■ What this task involves
Using the data below, gather each line that includes the word "VulkanCommandBuffer".

■ Dataset records
◇ ◇ ◇
use std::mem::size_of;
use std::ptr::copy_nonoverlapping as memcpy;

use anyhow::{anyhow, Result};
use log::*;
use vulkanalia::vk::{self, DeviceV1_0, HasBuilder, InstanceV1_0};

use super::{
    command_buffer::VulkanCommandBuffer,
    context::{SwapchainObjects, VulkanContext},
    device::VulkanDevice,
    instance::VulkanInstance,
};
use crate::model::{Mesh, UniformBufferObject, Vertex};

/// Lowest memory type allowed by `type_filter` whose flags include `properties`.
pub fn find_memory_type(
    memory: &vk::PhysicalDeviceMemoryProperties,
    type_filter: u32,
    properties: vk::MemoryPropertyFlags,
) -> Result<u32> {
    (0..memory.memory_type_count)
        .find(|i| {
            let suitable = (type_filter & (1 << i)) != 0;
            let memory_type = memory.memory_types[*i as usize];
            suitable && memory_type.property_flags.contains(properties)
        })
        .ok_or_else(|| anyhow!("Failed to find suitable memory type."))
}

#[derive(Debug)]
pub struct VulkanBuffer;

impl VulkanBuffer {
    pub unsafe fn memory_type_index(
        instance: &VulkanInstance,
        context: &VulkanContext,
        properties: vk::MemoryPropertyFlags,
        requirements: vk::MemoryRequirements,
    ) -> Result<u32> {
        let memory = instance
            .vk_instance
            .get_physical_device_memory_properties(context.physical_device);
        find_memory_type(&memory, requirements.memory_type_bits, properties)
    }

    pub unsafe fn create_buffer(
        instance: &VulkanInstance,
        device: &VulkanDevice,
        context: &VulkanContext,
        size: vk::DeviceSize,
        usage: vk::BufferUsageFlags,
        properties: vk::MemoryPropertyFlags,
    ) -> Result<(vk::Buffer, vk::DeviceMemory)> {
        let buffer_info = vk::BufferCreateInfo::builder()
            .size(size)
            .usage(usage)
            .sharing_mode(vk::SharingMode::EXCLUSIVE);

        let buffer = device.vk_device.create_buffer(&buffer_info, None)?;

        let requirements = device.vk_device.get_buffer_memory_requirements(buffer);
        let memory_info = vk::MemoryAllocateInfo::builder()
            .allocation_size(requirements.size)
            .memory_type_index(Self::memory_type_index(
                instance,
                context,
                properties,
                requirements,
            )?);

        let buffer_memory = device.vk_device.allocate_memory(&memory_info, None)?;
        device.vk_device.bind_buffer_memory(buffer, buffer_memory, 0)?;

        Ok((buffer, buffer_memory))
    }

    pub unsafe fn copy_buffer(
        device: &VulkanDevice,
        context: &VulkanContext,
        source: vk::Buffer,
        destination: vk::Buffer,
        size: vk::DeviceSize,
    ) -> Result<()> {
        let region = vk::BufferCopy::builder().size(size);

        VulkanCommandBuffer::submit_once(device, context, |command_buffer| {
            device
                .vk_device
                .cmd_copy_buffer(command_buffer, source, destination, &[region]);
        })
    }

    /// Copies `data` into a new device-local buffer through a host-visible
    /// staging buffer, which is released before returning.
    pub unsafe fn upload_via_staging<T: Copy>(
        instance: &VulkanInstance,
        device: &VulkanDevice,
        context: &VulkanContext,
        data: &[T],
        usage: vk::BufferUsageFlags,
    ) -> Result<(vk::Buffer, vk::DeviceMemory)> {
        let size = (size_of::<T>() * data.len()) as vk::DeviceSize;

        let (staging_buffer, staging_buffer_memory) = Self::create_buffer(
            instance,
            device,
            context,
            size,
            vk::BufferUsageFlags::TRANSFER_SRC,
            vk::MemoryPropertyFlags::HOST_COHERENT | vk::MemoryPropertyFlags::HOST_VISIBLE,
        )?;

        let memory = device.vk_device.map_memory(
            staging_buffer_memory,
            0,
            size,
            vk::MemoryMapFlags::empty(),
        )?;
        memcpy(data.as_ptr(), memory.cast(), data.len());
        device.vk_device.unmap_memory(staging_buffer_memory);

        let (buffer, buffer_memory) = Self::create_buffer(
            instance,
            device,
            context,
            size,
            vk::BufferUsageFlags::TRANSFER_DST | usage,
            vk::MemoryPropertyFlags::DEVICE_LOCAL,
        )?;

        Self::copy_buffer(device, context, staging_buffer, buffer, size)?;

        device.vk_device.destroy_buffer(staging_buffer, None);
        device.vk_device.free_memory(staging_buffer_memory, None);

        Ok((buffer, buffer_memory))
    }

    pub unsafe fn create_vertex_buffer(
        instance: &VulkanInstance,
        device: &VulkanDevice,
        context: &mut VulkanContext,
        vertices: &[Vertex],
    ) -> Result<()> {
        let (vertex_buffer, vertex_buffer_memory) = Self::upload_via_staging(
            instance,
            device,
            context,
            vertices,
            vk::BufferUsageFlags::VERTEX_BUFFER,
        )?;

        context.vertex_buffer = vertex_buffer;
        context.vertex_buffer_memory = vertex_buffer_memory;

        Ok(())
    }

    pub unsafe fn create_index_buffer(
        instance: &VulkanInstance,
        device: &VulkanDevice,
        context: &mut VulkanContext,
        indices: &[u32],
    ) -> Result<()> {
        let (index_buffer, index_buffer_memory) = Self::upload_via_staging(
            instance,
            device,
            context,
            indices,
            vk::BufferUsageFlags::INDEX_BUFFER,
        )?;

        context.index_buffer = index_buffer;
        context.index_buffer_memory = index_buffer_memory;
        context.index_count = indices.len() as u32;

        Ok(())
    }

    /// Uploads the mesh and records its index count for drawing.
    pub unsafe fn create_mesh_buffers(
        instance: &VulkanInstance,
        device: &VulkanDevice,
        context: &mut VulkanContext,
        mesh: &Mesh,
    ) -> Result<()> {
        Self::create_vertex_buffer(instance, device, context, &mesh.vertices)?;
        Self::create_index_buffer(instance, device, context, &mesh.indices)?;

        debug!(
            "Uploaded {} vertices and {} indices.",
            mesh.vertices.len(),
            mesh.index_count()
        );

        Ok(())
    }

    /// One host-visible uniform buffer per swapchain image.
    pub unsafe fn create_uniform_buffers(
        instance: &VulkanInstance,
        device: &VulkanDevice,
        context: &mut VulkanContext,
    ) -> Result<()> {
        context.uniform_buffers.clear();
        context.uniform_buffers_memory.clear();

        for _ in 0..context.swapchain_images.len() {
            let (uniform_buffer, uniform_buffer_memory) = Self::create_buffer(
                instance,
                device,
                context,
                size_of::<UniformBufferObject>() as u64,
                vk::BufferUsageFlags::UNIFORM_BUFFER,
                vk::MemoryPropertyFlags::HOST_COHERENT | vk::MemoryPropertyFlags::HOST_VISIBLE,
            )?;

            context.uniform_buffers.push(uniform_buffer);
            context.uniform_buffers_memory.push(uniform_buffer_memory);
        }

        Ok(())
    }

    /// Copies the uniforms into the buffer of one swapchain image.
    pub unsafe fn write_uniforms(
        device: &VulkanDevice,
        context: &VulkanContext,
        image_index: usize,
        ubo: &UniformBufferObject,
    ) -> Result<()> {
        let memory = device.vk_device.map_memory(
            context.uniform_buffers_memory[image_index],
            0,
            size_of::<UniformBufferObject>() as u64,
            vk::MemoryMapFlags::empty(),
        )?;

        memcpy(ubo, memory.cast(), 1);

        device
            .vk_device
            .unmap_memory(context.uniform_buffers_memory[image_index]);

        Ok(())
    }

    pub unsafe fn destroy_uniform_buffers(device: &VulkanDevice, objects: &SwapchainObjects) {
        objects
            .uniform_buffers
            .iter()
            .for_each(|b| device.vk_device.destroy_buffer(*b, None));
        objects
            .uniform_buffers_memory
            .iter()
            .for_each(|m| device.vk_device.free_memory(*m, None));
    }

    pub unsafe fn destroy_mesh_buffers(device: &VulkanDevice, context: &mut VulkanContext) {
        device.vk_device.destroy_buffer(context.index_buffer, None);
        device
            .vk_device
            .free_memory(context.index_buffer_memory, None);
        device.vk_device.destroy_buffer(context.vertex_buffer, None);
        device
            .vk_device
            .free_memory(context.vertex_buffer_memory, None);
    }
}

#[cfg(test)]
mod tests {
    use super::*;

    fn memory(flags: &[vk::MemoryPropertyFlags]) -> vk::PhysicalDeviceMemoryProperties {
        let mut properties = vk::PhysicalDeviceMemoryProperties {
            memory_type_count: flags.len() as u32,
            ..Default::default()
        };
        for (i, f) in flags.iter().enumerate() {
            properties.memory_types[i] = vk::MemoryType {
                property_flags: *f,
                heap_index: 0,
            };
        }
        properties
    }

    fn host() -> vk::MemoryPropertyFlags {
        vk::MemoryPropertyFlags::HOST_VISIBLE | vk::MemoryPropertyFlags::HOST_COHERENT
    }

    #[test]
    fn lowest_matching_index_wins() {
        let memory = memory(&[
            vk::MemoryPropertyFlags::DEVICE_LOCAL,
            host(),
            host() | vk::MemoryPropertyFlags::HOST_CACHED,
        ]);

        assert_eq!(find_memory_type(&memory, 0b111, host()).unwrap(), 1);
        assert_eq!(
            find_memory_type(&memory, 0b111, vk::MemoryPropertyFlags::DEVICE_LOCAL).unwrap(),
            0
        );
    }

    #[test]
    fn type_filter_excludes_otherwise_suitable_types() {
        let memory = memory(&[host(), host()]);
        assert_eq!(find_memory_type(&memory, 0b10, host()).unwrap(), 1);
    }

    #[test]
    fn flags_must_be_a_superset() {
        let memory = memory(&[
            vk::MemoryPropertyFlags::HOST_VISIBLE,
            vk::MemoryPropertyFlags::DEVICE_LOCAL,
        ]);
        assert!(find_memory_type(&memory, 0b11, host()).is_err());
    }

    #[test]
    fn nothing_matches_an_empty_filter() {
        let memory = memory(&[vk::MemoryPropertyFlags::DEVICE_LOCAL]);
        assert!(find_memory_type(&memory, 0, vk::MemoryPropertyFlags::DEVICE_LOCAL).is_err());
    }

    #[test]
    fn result_always_satisfies_both_conditions() {
        let memory = memory(&[
            vk::MemoryPropertyFlags::DEVICE_LOCAL,
            host(),
            vk::MemoryPropertyFlags::DEVICE_LOCAL | host(),
            host(),
        ]);

        for filter in 0..16u32 {
            if let Ok(index) = find_memory_type(&memory, filter, host()) {
                assert_ne!(filter & (1 << index), 0);
                assert!(memory.memory_types[index as usize]
                    .property_flags
                    .contains(host()));
                assert!((0..index).all(|i| filter & (1 << i) == 0
                    || !memory.memory_types[i as usize].property_flags.contains(host())));
            }
        }
    }
}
◇ ◇ ◇
■ Exercise response
    command_buffer::VulkanCommandBuffer,
        VulkanCommandBuffer::submit_once(device, context, |command_buffer| {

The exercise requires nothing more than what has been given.